---------- Dataset content ----------

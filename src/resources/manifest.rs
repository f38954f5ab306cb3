//! A rendered dependent of any of the five kinds.

use std::collections::BTreeMap;

use k8s_openapi::api::apps::v1::Deployment;
use k8s_openapi::api::core::v1::{ConfigMap, PersistentVolumeClaim, Secret, Service};
use k8s_openapi::apimachinery::pkg::apis::meta::v1::ObjectMeta;

use crate::crd::MinecraftServerSpec;
use crate::resources::common::APP_LABEL;
use crate::resources::names::DependentKind;
use crate::resources::secret::RconPassword;
use crate::resources::{config_map, deployment, secret, services, volume_claim};

/// A rendered dependent object, ready to be adopted and created.
#[derive(Clone, Debug)]
pub enum DependentManifest {
    VolumeClaim(PersistentVolumeClaim),
    ConfigMap(ConfigMap),
    Secret(Secret),
    Service(Service),
    Deployment(Deployment),
}

impl DependentManifest {
    pub fn kind(&self) -> DependentKind {
        match self {
            DependentManifest::VolumeClaim(_) => DependentKind::VolumeClaim,
            DependentManifest::ConfigMap(_) => DependentKind::ConfigMap,
            DependentManifest::Secret(_) => DependentKind::Secret,
            DependentManifest::Service(_) => DependentKind::Service,
            DependentManifest::Deployment(_) => DependentKind::Deployment,
        }
    }

    pub fn metadata(&self) -> &ObjectMeta {
        match self {
            DependentManifest::VolumeClaim(o) => &o.metadata,
            DependentManifest::ConfigMap(o) => &o.metadata,
            DependentManifest::Secret(o) => &o.metadata,
            DependentManifest::Service(o) => &o.metadata,
            DependentManifest::Deployment(o) => &o.metadata,
        }
    }

    pub fn metadata_mut(&mut self) -> &mut ObjectMeta {
        match self {
            DependentManifest::VolumeClaim(o) => &mut o.metadata,
            DependentManifest::ConfigMap(o) => &mut o.metadata,
            DependentManifest::Secret(o) => &mut o.metadata,
            DependentManifest::Service(o) => &mut o.metadata,
            DependentManifest::Deployment(o) => &mut o.metadata,
        }
    }

    /// Object name, empty if the manifest has none.
    pub fn name(&self) -> &str {
        self.metadata().name.as_deref().unwrap_or_default()
    }
}

/// Render the manifest of `kind` for a parent.
///
/// `labels` must contain the parent's `app` label. The Secret is the only
/// kind that needs `password`; a caller creating a Secret must generate one
/// first, and no other kind reads it.
pub fn render(
    kind: DependentKind,
    spec: &MinecraftServerSpec,
    parent: &str,
    namespace: &str,
    labels: &BTreeMap<String, String>,
    password: Option<&RconPassword>,
) -> Option<DependentManifest> {
    let name = kind.dependent_name(parent);
    let manifest = match kind {
        DependentKind::VolumeClaim => DependentManifest::VolumeClaim(
            volume_claim::generate_volume_claim(spec.storage.as_ref()?, &name, namespace, labels),
        ),
        DependentKind::ConfigMap => DependentManifest::ConfigMap(config_map::generate_config_map(
            spec.server_config.as_ref()?,
            &name,
            namespace,
            labels,
        )),
        DependentKind::Secret => DependentManifest::Secret(secret::generate_secret(
            &name, namespace, labels, password?,
        )),
        DependentKind::Service => {
            let app = labels.get(APP_LABEL).map(String::as_str).unwrap_or(parent);
            DependentManifest::Service(services::generate_service(&name, namespace, app, labels))
        }
        DependentKind::Deployment => DependentManifest::Deployment(
            deployment::generate_deployment(spec.server_config.as_ref()?, &name, namespace, labels),
        ),
    };
    Some(manifest)
}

----------

### Assigned task
Starting at the line that has "#[derive(Clone, Debug)]" in the records above, restate word for word every line until the one that has "DependentManifest::Secret(o) => &mut", and include that one as well.

### Reply to the task
#[derive(Clone, Debug)]
pub enum DependentManifest {
    VolumeClaim(PersistentVolumeClaim),
    ConfigMap(ConfigMap),
    Secret(Secret),
    Service(Service),
    Deployment(Deployment),
}

impl DependentManifest {
    pub fn kind(&self) -> DependentKind {
        match self {
            DependentManifest::VolumeClaim(_) => DependentKind::VolumeClaim,
            DependentManifest::ConfigMap(_) => DependentKind::ConfigMap,
            DependentManifest::Secret(_) => DependentKind::Secret,
            DependentManifest::Service(_) => DependentKind::Service,
            DependentManifest::Deployment(_) => DependentKind::Deployment,
        }
    }

    pub fn metadata(&self) -> &ObjectMeta {
        match self {
            DependentManifest::VolumeClaim(o) => &o.metadata,
            DependentManifest::ConfigMap(o) => &o.metadata,
            DependentManifest::Secret(o) => &o.metadata,
            DependentManifest::Service(o) => &o.metadata,
            DependentManifest::Deployment(o) => &o.metadata,
        }
    }

    pub fn metadata_mut(&mut self) -> &mut ObjectMeta {
        match self {
            DependentManifest::VolumeClaim(o) => &mut o.metadata,
            DependentManifest::ConfigMap(o) => &mut o.metadata,
            DependentManifest::Secret(o) => &mut o.metadata,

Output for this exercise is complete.